On 8/2/2021 5:16 PM, Charles Purvis wrote:
I’m still trying to understand what’s going on with
the year 2020
American Community Survey (ACS). I went through the Friday, 7/29/21,
PDF of the Census Bureau’s powerpoint presentation.
https://www.census.gov/newsroom/press-kits/2021/impact-pandemic-2020-acs-1-…
<https://www.census.gov/newsroom/press-kits/2021/impact-pandemic-2020-acs-1-year.html>
https://www.census.gov/content/dam/Census/newsroom/press-kits/2021/acs-1-ye…
<https://www.census.gov/content/dam/Census/newsroom/press-kits/2021/acs-1-year/20210729-presentation-changes-acs-1-year.pdf>
Census had this to say about “non-response”
*
All surveys typically have some nonresponse bias because those who
do not respond tend to be different from those who do respond
*
Our standard methods for mitigating the nonresponse bias are
insufficient for this data year
*
The 2020 ACS data collection had the lowest response rate ever for
the survey at 71%, down from 86% in 2019
and 92% in 2018
o
This rate is an average across the entire data collection year
o
Response rates during the peak pandemic months [March-June
2020] were significantly lower
The big “wow” is the decline in the “non-response rate” from
86 percent in 2019 to 71 percent in 2020. Of course, my
followup question is does this mean that 29 percent of
respondents provided “incomplete data” that required their
information to be edited / imputed / allocated? Or does it
mean that 29 percent of respondents were “totally nonrespondent.”
Unfortunately, the 29 percent is “totally nonrespondent”.
Here’s the Census Bureau page that shows overall response
rates in the ACS from 2005 to 2019, that is, NO useful
information (?) from the selected sample.

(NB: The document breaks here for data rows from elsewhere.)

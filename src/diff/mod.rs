mod classify;

use chrono::{DateTime, FixedOffset};

use crate::save_file::SaveFile;

pub use classify::{classify_slot_update, format_duration_label, DiffEvent, ElapsedTimes};

/// The single slot-level change detected between two snapshots.
#[derive(Debug, Clone, PartialEq)]
pub enum SlotTransition {
    Added {
        index: usize,
        start_time: Option<DateTime<FixedOffset>>,
    },
    Removed {
        index: usize,
    },
    Updated {
        index: usize,
    },
}

impl SlotTransition {
    pub fn index(&self) -> usize {
        match self {
            SlotTransition::Added { index, .. }
            | SlotTransition::Removed { index }
            | SlotTransition::Updated { index } => *index,
        }
    }
}

/// Locates the slot that changed between `previous` and `current`.
///
/// At most one slot is expected to change per observation. When several differ,
/// the first point of divergence wins and the rest go unreported.
pub fn locate_slot_transition(previous: &SaveFile, current: &SaveFile) -> Option<SlotTransition> {
    let previous_slots = previous.slots();
    let current_slots = current.slots();

    if current_slots.len() > previous_slots.len() {
        let index = current_slots.len() - 1;
        let start_time = current_slots
            .get(index)
            .and_then(|slot| slot.date_modified());
        return Some(SlotTransition::Added { index, start_time });
    }

    if current_slots.len() < previous_slots.len() {
        return previous_slots
            .iter()
            .enumerate()
            .find(|(index, previous_slot)| {
                current_slots
                    .get(*index)
                    .map(|current_slot| current_slot != *previous_slot)
                    .unwrap_or(true)
            })
            .map(|(index, _)| SlotTransition::Removed { index });
    }

    previous_slots
        .iter()
        .zip(current_slots)
        .position(|(previous_slot, current_slot)| previous_slot != current_slot)
        .map(|index| SlotTransition::Updated { index })
}

#[cfg(test)]
mod tests {
    use super::{locate_slot_transition, SlotTransition};
    use crate::save_file::{SaveFile, SaveSlot, Scalar};

    fn named_slot(name: &str) -> SaveSlot {
        SaveSlot::new()
            .with_scalar("name", Scalar::text(name))
            .with_scalar("blinkUnlocked", Scalar::Bool(false))
    }

    fn save_of(names: &[&str]) -> SaveFile {
        SaveFile::new(names.iter().map(|name| named_slot(name)).collect())
    }

    #[test]
    fn reports_added_slot_at_last_index() {
        let previous = save_of(&["A", "B"]);
        let mut current_slots = vec![named_slot("Changed"), named_slot("B")];
        current_slots.push(named_slot("C").with_scalar(
            "dateModified",
            Scalar::text("not a timestamp"),
        ));
        let current = SaveFile::new(current_slots);

        assert_eq!(
            locate_slot_transition(&previous, &current),
            Some(SlotTransition::Added {
                index: 2,
                start_time: None
            })
        );
    }

    #[test]
    fn reports_removed_slot_at_its_original_index() {
        let previous = save_of(&["A", "B", "C"]);

        assert_eq!(
            locate_slot_transition(&previous, &save_of(&["A", "C"])),
            Some(SlotTransition::Removed { index: 1 })
        );
        assert_eq!(
            locate_slot_transition(&previous, &save_of(&["A", "B"])),
            Some(SlotTransition::Removed { index: 2 })
        );
        assert_eq!(
            locate_slot_transition(&previous, &save_of(&["B", "C"])),
            Some(SlotTransition::Removed { index: 0 })
        );
    }

    #[test]
    fn multiple_deletions_report_first_divergence_only() {
        let previous = save_of(&["A", "B", "C", "D"]);

        assert_eq!(
            locate_slot_transition(&previous, &save_of(&["A", "D"])),
            Some(SlotTransition::Removed { index: 1 })
        );
    }

    #[test]
    fn reports_first_updated_slot_when_several_differ() {
        let previous = save_of(&["A", "B", "C"]);
        let current = save_of(&["A", "B2", "C2"]);

        assert_eq!(
            locate_slot_transition(&previous, &current),
            Some(SlotTransition::Updated { index: 1 })
        );
    }

    #[test]
    fn identical_saves_have_no_transition() {
        let previous = save_of(&["A", "B"]);
        assert_eq!(locate_slot_transition(&previous, &previous.clone()), None);
    }
}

I think.
https://www.census.gov/acs/www/methodology/sample-size-and-data-quality/res…
<https://www.census.gov/acs/www/methodology/sample-size-and-data-quality/response-rates/>
This table is also amazing to show that the “Best” year for
the ACS, in terms of response rates, was 2009, at 98.0
percent response rate.
These are nonresponse rates for the American Community Survey,
not the decennial (the “short form”) Census.